Insurance is not optional. Families are required to buy it for their homes, cars and businesses. Yet even as premiums rise, policyholders are increasingly forced to fight for coverage they already paid for. After hurricanes, flooding or other disasters, families expect insurers to keep their promises. Too often, claims are delayed, denied or underpaid. When that happens, the courts are often the only place people can turn for answers and relief.
Limiting access to the courts doesn’t make these costs disappear. It shifts them to you. When injured people or families can’t recover what they’ve lost, the financial burden is pushed onto taxpayers through increased Medicaid spending and public assistance. Weakening accountability doesn’t save money. It moves the cost from powerful corporations onto the public.
Big corporations and insurance companies have teams of lobbyists, public relations firms and lawyers advocating for their interests at the Statehouse. Everyday people do not. When their lives are turned upside down, they rely on nonprofit victims’ advocacy organizations and lawyers to stand between them and institutions far more powerful than they are.
I hope my family and friends never need to rely on the civil justice system. But the truth is, tragedy does strike. At their core, the laws now under attack exist to make innocent people whole when they are harmed through no fault of their own. They protect families devastated by serious injuries, workers hurt on the job and homeowners left reeling after disasters, especially when insurance promises fall short. These are not abstract policy debates. They matter when real people face life-altering moments.
We believe in personal responsibility.

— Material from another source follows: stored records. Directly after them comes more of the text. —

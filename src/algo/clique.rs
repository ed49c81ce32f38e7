//! Node clique numbers: size of the largest clique containing each node.
//!
//! The exact search is branch and bound with a greedy-coloring bound (MCQ)
//! run inside each node's neighborhood.

use crate::graph::TopologyGraph;

struct MaxCliqueSearch<'g> {
    g: &'g TopologyGraph,
    best: usize,
}

impl<'g> MaxCliqueSearch<'g> {
    /// Greedy coloring of `candidates`; returns them ordered by color with
    /// the color number (1-based) of each, which bounds the clique size.
    fn color_sort(&self, candidates: &[usize]) -> (Vec<usize>, Vec<usize>) {
        let mut classes: Vec<Vec<usize>> = Vec::new();
        for &v in candidates {
            let slot = classes
                .iter()
                .position(|class| class.iter().all(|&u| !self.g.has_edge(u, v)));
            match slot {
                Some(i) => classes[i].push(v),
                None => classes.push(vec![v]),
            }
        }
        let mut order = Vec::with_capacity(candidates.len());
        let mut colors = Vec::with_capacity(candidates.len());
        for (c, class) in classes.into_iter().enumerate() {
            for v in class {
                order.push(v);
                colors.push(c + 1);
            }
        }
        (order, colors)
    }

    fn expand(&mut self, size: usize, candidates: Vec<usize>) {
        let (order, colors) = self.color_sort(&candidates);
        for i in (0..order.len()).rev() {
            if size + colors[i] <= self.best {
                return;
            }
            let v = order[i];
            let next: Vec<usize> = order[..i]
                .iter()
                .copied()
                .filter(|&w| self.g.has_edge(v, w))
                .collect();
            if next.is_empty() {
                self.best = self.best.max(size + 1);
            } else {
                self.expand(size + 1, next);
            }
        }
    }
}

/// Largest clique containing `v`, searching only nodes where `allowed` is true.
pub fn exact_clique_number(
    g: &TopologyGraph,
    v: usize,
    allowed: &[bool],
    lower_bound: usize,
) -> usize {
    let candidates: Vec<usize> = g
        .neighbors(v)
        .iter()
        .copied()
        .filter(|&u| allowed[u])
        .collect();
    let mut search = MaxCliqueSearch {
        g,
        best: lower_bound.saturating_sub(1),
    };
    if !candidates.is_empty() {
        search.expand(0, candidates);
    }
    search.best + 1
}

/// Grow a clique from `v` by taking neighbors in decreasing degree order.
pub fn greedy_clique_number(g: &TopologyGraph, v: usize) -> usize {
    let mut neighbors: Vec<usize> = g.neighbors(v).to_vec();
    neighbors.sort_by_key(|&u| std::cmp::Reverse(g.degree(u)));
    let mut clique = vec![v];
    for u in neighbors {
        if clique.iter().all(|&w| w == v || g.has_edge(u, w)) {
            clique.push(u);
        }
    }
    clique.len()
}
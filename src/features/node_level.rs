//! Node-level feature set: ten values for every node of the snapshot.
//!
//! Betweenness and core numbers come from the store the graph-level pass
//! filled; they are only computed here when that pass did not run.

use super::context::ExtractionContext;
use super::record::{ExtraGraphFeatures, NodeFeatureTable, NodeFeatures};
use super::store::SharedMetricStore;
use super::value::{FeatureValue, UnavailableReason};
use crate::algo::centrality::{
    average_neighbor_degree, closeness, degree_centrality, eigenvector_centrality, pagerank,
};
use crate::algo::clique::{exact_clique_number, greedy_clique_number};
use crate::algo::clustering::local_clustering;
use crate::algo::BfsStats;
use crate::error::FeatureResult;
use std::collections::BTreeMap;
use tracing::{debug, warn};

/// A whole column: one value per node, or one reason for all of them.
type Column = Result<Vec<FeatureValue>, UnavailableReason>;

fn column<T: Into<FeatureValue>>(name: &str, result: FeatureResult<Vec<T>>) -> Column {
    match result {
        Ok(values) => Ok(values.into_iter().map(Into::into).collect()),
        Err(err) => {
            warn!(feature = name, error = %err, "node feature unavailable");
            Err(err.into())
        }
    }
}

fn cell(col: &Column, node: usize) -> FeatureValue {
    match col {
        Ok(values) => values[node].clone(),
        Err(reason) => FeatureValue::Unavailable(reason.clone()),
    }
}

struct Eccentricities {
    values: Vec<FeatureValue>,
    sampled: bool,
}

pub fn extract_node_features(
    ctx: &ExtractionContext<'_>,
    store: &mut SharedMetricStore,
    snapshot: &str,
) -> (NodeFeatureTable, ExtraGraphFeatures) {
    let g = ctx.graph;
    let n = g.node_count();
    let cfg = ctx.config;

    let degree = column("degree_centrality", Ok(degree_centrality(g)));
    let betweenness = column(
        "betweenness_centrality",
        ctx.betweenness(store).map(|b| b.values.clone()),
    );

    let bfs = ctx.all_sources_bfs(store);
    let closeness_col = column(
        "closeness_centrality",
        bfs.as_ref()
            .map(|stats| stats.iter().map(|s| closeness(s, n)).collect::<Vec<f64>>())
            .map_err(Clone::clone),
    );
    let ecc = match &bfs {
        Ok(stats) => eccentricities(ctx, stats),
        Err(err) => Eccentricities {
            values: vec![FeatureValue::Unavailable(err.clone().into()); n],
            sampled: false,
        },
    };

    let eigenvector = column(
        "eigenvector_centrality",
        eigenvector_centrality(g, cfg.centrality_max_iter, cfg.centrality_tolerance),
    );
    let pr = column(
        "pagerank",
        pagerank(g, cfg.pagerank_alpha, cfg.centrality_max_iter, cfg.centrality_tolerance),
    );
    let triangles = ctx.backend.triangles(g);
    let clustering = column(
        "clustering",
        Ok((0..n)
            .map(|u| local_clustering(g.degree(u), triangles[u]))
            .collect::<Vec<f64>>()),
    );
    let neighbor_degree = column("avg_neighbor_degree", Ok(average_neighbor_degree(g)));
    let cores = ctx.core_numbers(store);
    let (cliques, cliques_approximate) = match &cores {
        Ok(c) => {
            let (values, approximate) = clique_numbers(ctx, c);
            (Ok(values), approximate)
        }
        Err(err) => (Err(err.clone()), false),
    };
    let core_col = column("core_number", cores.map(|c| c.to_vec()));
    let clique_col = column("clique_number", cliques);

    let mut nodes = BTreeMap::new();
    for u in 0..n {
        nodes.insert(
            g.asn(u),
            NodeFeatures {
                degree_centrality: cell(&degree, u),
                betweenness_centrality: cell(&betweenness, u),
                closeness_centrality: cell(&closeness_col, u),
                eigenvector_centrality: cell(&eigenvector, u),
                pagerank: cell(&pr, u),
                clustering: cell(&clustering, u),
                avg_neighbor_degree: cell(&neighbor_degree, u),
                core_number: cell(&core_col, u),
                clique_number: cell(&clique_col, u),
                eccentricity: ecc.values[u].clone(),
            },
        );
    }

    let radius = ecc
        .values
        .iter()
        .filter_map(FeatureValue::as_f64)
        .min_by(f64::total_cmp)
        .map(|r| FeatureValue::Int(r as i64))
        .unwrap_or(FeatureValue::Unavailable(UnavailableReason::NotSampled));
    let clique_number = match &clique_col {
        Ok(values) => values
            .iter()
            .filter_map(FeatureValue::as_f64)
            .max_by(f64::total_cmp)
            .map(|c| FeatureValue::Int(c as i64))
            .unwrap_or(FeatureValue::Unavailable(UnavailableReason::EmptyGraph)),
        Err(reason) => FeatureValue::Unavailable(reason.clone()),
    };

    let table = NodeFeatureTable {
        snapshot: snapshot.to_string(),
        nodes,
    };
    let extras = ExtraGraphFeatures {
        radius,
        radius_approximate: ecc.sampled,
        clique_number,
        clique_number_approximate: cliques_approximate,
    };
    (table, extras)
}

/// Read from the shared all-sources traversals. Every node is reported when
/// the backend is accelerated or the graph is below the sampling threshold;
/// otherwise only a seeded sample of nodes gets a value and the rest are
/// marked not sampled.
fn eccentricities(ctx: &ExtractionContext<'_>, bfs: &[BfsStats]) -> Eccentricities {
    let n = ctx.node_count();
    let exact = ctx.backend.is_accelerated() || n < ctx.config.eccentricity_sample_threshold;
    if exact {
        return Eccentricities {
            values: bfs.iter().map(|s| FeatureValue::from(s.eccentricity)).collect(),
            sampled: false,
        };
    }
    let (sample, sampled) = ctx.sample_nodes(ctx.config.eccentricity_sample_for(n), 2);
    debug!(n, sample = sample.len(), "eccentricity sampled");
    let mut values = vec![FeatureValue::Unavailable(UnavailableReason::NotSampled); n];
    for u in sample {
        values[u] = FeatureValue::from(bfs[u].eccentricity);
    }
    Eccentricities { values, sampled }
}

/// Exact search over the whole graph up to the configured size. Above it the
/// exact search is confined to the innermost k-core and every other node gets
/// the greedy degree-ordered estimate.
fn clique_numbers(ctx: &ExtractionContext<'_>, cores: &[u32]) -> (Vec<usize>, bool) {
    let g = ctx.graph;
    let n = g.node_count();
    if n <= ctx.config.max_nodes_for_exact_clique {
        let allowed = vec![true; n];
        let values = (0..n)
            .map(|v| exact_clique_number(g, v, &allowed, greedy_clique_number(g, v)))
            .collect();
        return (values, false);
    }
    let degeneracy = cores.iter().copied().max().unwrap_or(0);
    let innermost: Vec<bool> = cores.iter().map(|&c| c == degeneracy).collect();
    debug!(
        n,
        innermost = innermost.iter().filter(|&&b| b).count(),
        "clique search restricted to innermost core"
    );
    let values = (0..n)
        .map(|v| {
            let greedy = greedy_clique_number(g, v);
            if innermost[v] {
                exact_clique_number(g, v, &innermost, greedy)
            } else {
                greedy
            }
        })
        .collect();
    (values, true)
}
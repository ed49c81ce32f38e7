//! Error types for snapshot loading, extraction preconditions and per-feature failures.

use std::path::PathBuf;
use thiserror::Error;

/// Errors raised while reading a snapshot from disk.
#[derive(Debug, Error)]
pub enum GraphError {
    /// IO error.
    #[error("IO error at {}: {source}", path.display())]
    Io {
        path: PathBuf,
        #[source]
        source: std::io::Error,
    },

    /// Malformed edge line.
    #[error("Parse error in {} line {line}: {message}", path.display())]
    Parse {
        path: PathBuf,
        line: usize,
        message: String,
    },
}

/// Snapshot-level failures. Anything finer than this is a [`FeatureError`].
#[derive(Debug, Error)]
pub enum ExtractError {
    /// Engine only accepts a connected graph (the LCC).
    #[error("graph is disconnected ({components} components); pass the largest component")]
    Disconnected { components: usize },
}

/// Failure of a single feature group. Never escapes the orchestrator.
#[derive(Debug, Clone, Error, PartialEq)]
pub enum FeatureError {
    #[error("{what} did not converge within {iterations} iterations")]
    NonConvergence { what: &'static str, iterations: usize },

    #[error("undefined for this graph: {0}")]
    Degenerate(String),

    /// Explicitly not computed at this scale.
    #[error("excluded at this scale: {0}")]
    ScaleExcluded(&'static str),

    #[error("disabled: {0}")]
    Disabled(&'static str),

    /// A feature this one depends on is unavailable.
    #[error("missing dependency: {0}")]
    Missing(&'static str),
}

pub type FeatureResult<T> = Result<T, FeatureError>;
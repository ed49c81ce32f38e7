//! Graph kernels shared by the graph-level and node-level feature sets.

pub mod centrality;
pub mod clique;
pub mod clustering;
pub mod connectivity;
pub mod cores;
pub mod structure;
pub mod traversal;

pub use centrality::BrandesWorkspace;
pub use traversal::{bounded_diameter, BfsStats, BfsWorkspace, DiameterBounds};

If people cause harm, they should be held accountable. If a company cuts corners, it shouldn’t be shielded simply because it has more resources. And if an insurance company collects premiums year after year, it should honor its promises.
We do not need to choose between a strong economy and a fair justice system. We already have both. We will work with lawmakers acting in good faith to ensure that proposed changes serve the people they were elected to represent, not just the most powerful interests in the room.
South Carolina is winning. Let’s not allow that success to be used as an excuse to weaken protections for the people who need them most.
Ashley Creech is a Rock Hill-based attorney and the president of the South Carolina Association of Justice.